Task description - Set down each entry again exactly as written.

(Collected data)
+ + + +

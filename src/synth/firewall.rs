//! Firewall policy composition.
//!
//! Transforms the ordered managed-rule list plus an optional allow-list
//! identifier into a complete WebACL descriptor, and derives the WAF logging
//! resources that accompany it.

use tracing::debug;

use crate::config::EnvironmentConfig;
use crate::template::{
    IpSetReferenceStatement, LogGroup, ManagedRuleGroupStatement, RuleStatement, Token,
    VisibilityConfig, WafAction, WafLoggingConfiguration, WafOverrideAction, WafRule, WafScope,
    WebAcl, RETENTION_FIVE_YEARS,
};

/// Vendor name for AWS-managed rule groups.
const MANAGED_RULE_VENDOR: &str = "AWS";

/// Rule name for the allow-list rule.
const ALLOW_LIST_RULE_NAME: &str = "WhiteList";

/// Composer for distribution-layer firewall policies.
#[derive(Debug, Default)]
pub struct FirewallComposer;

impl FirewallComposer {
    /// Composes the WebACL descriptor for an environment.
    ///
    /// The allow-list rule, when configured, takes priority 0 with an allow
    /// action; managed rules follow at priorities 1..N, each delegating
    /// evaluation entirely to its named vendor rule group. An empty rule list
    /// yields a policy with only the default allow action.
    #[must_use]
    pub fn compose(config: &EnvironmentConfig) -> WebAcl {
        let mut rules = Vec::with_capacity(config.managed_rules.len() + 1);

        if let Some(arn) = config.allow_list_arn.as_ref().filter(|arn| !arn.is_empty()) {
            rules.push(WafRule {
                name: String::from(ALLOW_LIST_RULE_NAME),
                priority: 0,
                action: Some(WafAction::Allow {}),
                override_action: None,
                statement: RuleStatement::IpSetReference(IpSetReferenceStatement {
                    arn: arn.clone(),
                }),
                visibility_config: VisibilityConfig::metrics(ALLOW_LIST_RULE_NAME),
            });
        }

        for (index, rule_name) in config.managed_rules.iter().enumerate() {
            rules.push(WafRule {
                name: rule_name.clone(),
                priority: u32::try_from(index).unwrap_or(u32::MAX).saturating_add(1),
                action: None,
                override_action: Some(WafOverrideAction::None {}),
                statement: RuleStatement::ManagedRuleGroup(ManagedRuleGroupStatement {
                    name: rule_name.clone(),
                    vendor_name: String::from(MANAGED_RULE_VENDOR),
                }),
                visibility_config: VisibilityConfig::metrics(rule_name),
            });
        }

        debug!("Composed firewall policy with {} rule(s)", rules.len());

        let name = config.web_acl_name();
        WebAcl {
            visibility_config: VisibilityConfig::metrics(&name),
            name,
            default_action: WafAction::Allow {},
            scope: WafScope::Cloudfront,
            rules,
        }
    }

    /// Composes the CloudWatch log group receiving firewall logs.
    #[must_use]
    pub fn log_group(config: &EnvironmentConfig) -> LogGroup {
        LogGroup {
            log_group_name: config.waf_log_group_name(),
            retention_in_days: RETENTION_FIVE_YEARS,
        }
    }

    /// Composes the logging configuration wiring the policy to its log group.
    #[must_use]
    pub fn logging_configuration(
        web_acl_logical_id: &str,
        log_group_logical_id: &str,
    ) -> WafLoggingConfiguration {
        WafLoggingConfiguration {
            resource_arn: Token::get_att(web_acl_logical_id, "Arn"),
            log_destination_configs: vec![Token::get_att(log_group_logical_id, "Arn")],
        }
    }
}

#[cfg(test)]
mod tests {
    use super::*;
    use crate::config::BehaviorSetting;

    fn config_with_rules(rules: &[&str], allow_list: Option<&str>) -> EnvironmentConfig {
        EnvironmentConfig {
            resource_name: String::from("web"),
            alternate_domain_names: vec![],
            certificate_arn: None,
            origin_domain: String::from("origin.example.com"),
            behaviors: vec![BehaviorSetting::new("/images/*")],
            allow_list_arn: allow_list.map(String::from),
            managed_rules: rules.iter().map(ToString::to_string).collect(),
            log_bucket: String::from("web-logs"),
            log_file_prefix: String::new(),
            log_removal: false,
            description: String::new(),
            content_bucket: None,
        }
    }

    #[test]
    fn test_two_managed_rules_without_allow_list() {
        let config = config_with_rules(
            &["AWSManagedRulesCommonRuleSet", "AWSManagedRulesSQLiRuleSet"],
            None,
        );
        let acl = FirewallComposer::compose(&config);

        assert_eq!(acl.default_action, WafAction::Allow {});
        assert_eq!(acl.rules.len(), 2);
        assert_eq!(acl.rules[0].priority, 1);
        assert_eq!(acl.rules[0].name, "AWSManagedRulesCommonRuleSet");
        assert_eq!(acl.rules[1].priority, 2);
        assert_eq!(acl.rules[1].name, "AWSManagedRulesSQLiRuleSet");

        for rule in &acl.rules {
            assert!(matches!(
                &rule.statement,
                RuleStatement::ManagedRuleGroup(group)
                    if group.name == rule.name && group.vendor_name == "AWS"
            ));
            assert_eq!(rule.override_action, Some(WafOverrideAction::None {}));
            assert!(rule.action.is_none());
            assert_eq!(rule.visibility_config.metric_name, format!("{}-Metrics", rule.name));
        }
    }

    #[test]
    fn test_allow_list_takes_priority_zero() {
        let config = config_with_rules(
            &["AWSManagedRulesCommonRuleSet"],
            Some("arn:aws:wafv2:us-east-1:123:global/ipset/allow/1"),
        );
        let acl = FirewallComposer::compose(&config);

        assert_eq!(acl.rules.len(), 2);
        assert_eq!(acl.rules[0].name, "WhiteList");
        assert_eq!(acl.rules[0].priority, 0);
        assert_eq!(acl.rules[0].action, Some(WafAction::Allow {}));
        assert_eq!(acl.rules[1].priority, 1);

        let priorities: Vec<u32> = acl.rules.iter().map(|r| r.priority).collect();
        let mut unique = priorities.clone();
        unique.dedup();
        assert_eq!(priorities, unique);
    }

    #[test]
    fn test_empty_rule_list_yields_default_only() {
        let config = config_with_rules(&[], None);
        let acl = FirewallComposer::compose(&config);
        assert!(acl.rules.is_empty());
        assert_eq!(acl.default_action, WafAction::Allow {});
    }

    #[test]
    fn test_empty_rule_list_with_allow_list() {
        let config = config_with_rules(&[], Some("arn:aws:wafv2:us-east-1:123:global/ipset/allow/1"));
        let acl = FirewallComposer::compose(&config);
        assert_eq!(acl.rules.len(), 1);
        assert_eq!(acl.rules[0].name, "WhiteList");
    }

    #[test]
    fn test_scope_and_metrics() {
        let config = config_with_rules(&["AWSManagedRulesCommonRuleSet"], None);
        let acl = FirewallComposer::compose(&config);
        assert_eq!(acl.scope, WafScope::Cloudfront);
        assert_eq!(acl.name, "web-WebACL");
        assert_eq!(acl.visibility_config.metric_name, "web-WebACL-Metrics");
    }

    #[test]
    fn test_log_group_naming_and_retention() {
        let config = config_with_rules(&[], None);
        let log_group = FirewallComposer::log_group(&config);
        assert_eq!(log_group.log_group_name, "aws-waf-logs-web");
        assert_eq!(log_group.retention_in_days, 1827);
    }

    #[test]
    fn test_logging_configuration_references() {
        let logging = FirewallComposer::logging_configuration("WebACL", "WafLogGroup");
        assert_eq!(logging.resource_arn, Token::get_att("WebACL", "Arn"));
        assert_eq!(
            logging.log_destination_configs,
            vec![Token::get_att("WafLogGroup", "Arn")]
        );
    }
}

+ + + +

Solution to the exercise -
filename src/synth/firewall.rs
//! Firewall policy composition.
//!
//! Transforms the ordered managed-rule list plus an optional allow-list
//! identifier into a complete WebACL descriptor, and derives the WAF logging
//! resources that accompany it.

use tracing::debug;

use crate::config::EnvironmentConfig;
use crate::template::{
    IpSetReferenceStatement, LogGroup, ManagedRuleGroupStatement, RuleStatement, Token,
    VisibilityConfig, WafAction, WafLoggingConfiguration, WafOverrideAction, WafRule, WafScope,
    WebAcl, RETENTION_FIVE_YEARS,
};

/// Vendor name for AWS-managed rule groups.
const MANAGED_RULE_VENDOR: &str = "AWS";

/// Rule name for the allow-list rule.
const ALLOW_LIST_RULE_NAME: &str = "WhiteList";

/// Composer for distribution-layer firewall policies.
#[derive(Debug, Default)]
pub struct FirewallComposer;

impl FirewallComposer {
    /// Composes the WebACL descriptor for an environment.
    ///
    /// The allow-list rule, when configured, takes priority 0 with an allow
    /// action; managed rules follow at priorities 1..N, each delegating
    /// evaluation entirely to its named vendor rule group. An empty rule list
    /// yields a policy with only the default allow action.
    #[must_use]
    pub fn compose(config: &EnvironmentConfig) -> WebAcl {
        let mut rules = Vec::with_capacity(config.managed_rules.len() + 1);

        if let Some(arn) = config.allow_list_arn.as_ref().filter(|arn| !arn.is_empty()) {
            rules.push(WafRule {
                name: String::from(ALLOW_LIST_RULE_NAME),
                priority: 0,
                action: Some(WafAction::Allow {}),
                override_action: None,
                statement: RuleStatement::IpSetReference(IpSetReferenceStatement {
                    arn: arn.clone(),
                }),
                visibility_config: VisibilityConfig::metrics(ALLOW_LIST_RULE_NAME),
            });
        }

        for (index, rule_name) in config.managed_rules.iter().enumerate() {
            rules.push(WafRule {
                name: rule_name.clone(),
                priority: u32::try_from(index).unwrap_or(u32::MAX).saturating_add(1),
                action: None,
                override_action: Some(WafOverrideAction::None {}),
                statement: RuleStatement::ManagedRuleGroup(ManagedRuleGroupStatement {
                    name: rule_name.clone(),
                    vendor_name: String::from(MANAGED_RULE_VENDOR),
                }),
                visibility_config: VisibilityConfig::metrics(rule_name),
            });
        }

        debug!("Composed firewall policy with {} rule(s)", rules.len());

        let name = config.web_acl_name();
        WebAcl {
            visibility_config: VisibilityConfig::metrics(&name),
            name,
            default_action: WafAction::Allow {},
            scope: WafScope::Cloudfront,
            rules,
        }
    }

    /// Composes the CloudWatch log group receiving firewall logs.
    #[must_use]
    pub fn log_group(config: &EnvironmentConfig) -> LogGroup {
        LogGroup {
            log_group_name: config.waf_log_group_name(),
            retention_in_days: RETENTION_FIVE_YEARS,
        }
    }

    /// Composes the logging configuration wiring the policy to its log group.
    #[must_use]
    pub fn logging_configuration(
        web_acl_logical_id: &str,
        log_group_logical_id: &str,
    ) -> WafLoggingConfiguration {
        WafLoggingConfiguration {
            resource_arn: Token::get_att(web_acl_logical_id, "Arn"),
            log_destination_configs: vec![Token::get_att(log_group_logical_id, "Arn")],
        }
    }
}

#[cfg(test)]
mod tests {
    use super::*;
    use crate::config::BehaviorSetting;

    fn config_with_rules(rules: &[&str], allow_list: Option<&str>) -> EnvironmentConfig {
        EnvironmentConfig {
            resource_name: String::from("web"),
            alternate_domain_names: vec![],
            certificate_arn: None,
            origin_domain: String::from("origin.example.com"),
            behaviors: vec![BehaviorSetting::new("/images/*")],
            allow_list_arn: allow_list.map(String::from),
            managed_rules: rules.iter().map(ToString::to_string).collect(),
            log_bucket: String::from("web-logs"),
            log_file_prefix: String::new(),
            log_removal: false,
            description: String::new(),
            content_bucket: None,
        }
    }

    #[test]
    fn test_two_managed_rules_without_allow_list() {
        let config = config_with_rules(
            &["AWSManagedRulesCommonRuleSet", "AWSManagedRulesSQLiRuleSet"],
            None,
        );
        let acl = FirewallComposer::compose(&config);

        assert_eq!(acl.default_action, WafAction::Allow {});
        assert_eq!(acl.rules.len(), 2);
        assert_eq!(acl.rules[0].priority, 1);
        assert_eq!(acl.rules[0].name, "AWSManagedRulesCommonRuleSet");
        assert_eq!(acl.rules[1].priority, 2);
        assert_eq!(acl.rules[1].name, "AWSManagedRulesSQLiRuleSet");

        for rule in &acl.rules {
            assert!(matches!(
                &rule.statement,
                RuleStatement::ManagedRuleGroup(group)
                    if group.name == rule.name && group.vendor_name == "AWS"
            ));
            assert_eq!(rule.override_action, Some(WafOverrideAction::None {}));
            assert!(rule.action.is_none());
            assert_eq!(rule.visibility_config.metric_name, format!("{}-Metrics", rule.name));
        }
    }

    #[test]
    fn test_allow_list_takes_priority_zero() {
        let config = config_with_rules(
            &["AWSManagedRulesCommonRuleSet"],
            Some("arn:aws:wafv2:us-east-1:123:global/ipset/allow/1"),
        );
        let acl = FirewallComposer::compose(&config);

        assert_eq!(acl.rules.len(), 2);
        assert_eq!(acl.rules[0].name, "WhiteList");
        assert_eq!(acl.rules[0].priority, 0);
        assert_eq!(acl.rules[0].action, Some(WafAction::Allow {}));
        assert_eq!(acl.rules[1].priority, 1);

        let priorities: Vec<u32> = acl.rules.iter().map(|r| r.priority).collect();
        let mut unique = priorities.clone();
        unique.dedup();
        assert_eq!(priorities, unique);
    }

    #[test]
    fn test_empty_rule_list_yields_default_only() {
        let config = config_with_rules(&[], None);
        let acl = FirewallComposer::compose(&config);
        assert!(acl.rules.is_empty());
        assert_eq!(acl.default_action, WafAction::Allow {});
    }

    #[test]
    fn test_empty_rule_list_with_allow_list() {
        let config = config_with_rules(&[], Some("arn:aws:wafv2:us-east-1:123:global/ipset/allow/1"));
        let acl = FirewallComposer::compose(&config);
        assert_eq!(acl.rules.len(), 1);
        assert_eq!(acl.rules[0].name, "WhiteList");
    }

    #[test]
    fn test_scope_and_metrics() {
        let config = config_with_rules(&["AWSManagedRulesCommonRuleSet"], None);
        let acl = FirewallComposer::compose(&config);
        assert_eq!(acl.scope, WafScope::Cloudfront);
        assert_eq!(acl.name, "web-WebACL");
        assert_eq!(acl.visibility_config.metric_name, "web-WebACL-Metrics");
    }

    #[test]
    fn test_log_group_naming_and_retention() {
        let config = config_with_rules(&[], None);
        let log_group = FirewallComposer::log_group(&config);
        assert_eq!(log_group.log_group_name, "aws-waf-logs-web");
        assert_eq!(log_group.retention_in_days, 1827);
    }

    #[test]
    fn test_logging_configuration_references() {
        let logging = FirewallComposer::logging_configuration("WebACL", "WafLogGroup");
        assert_eq!(logging.resource_arn, Token::get_att("WebACL", "Arn"));
        assert_eq!(
            logging.log_destination_configs,
            vec![Token::get_att("WafLogGroup", "Arn")]
        );
    }
}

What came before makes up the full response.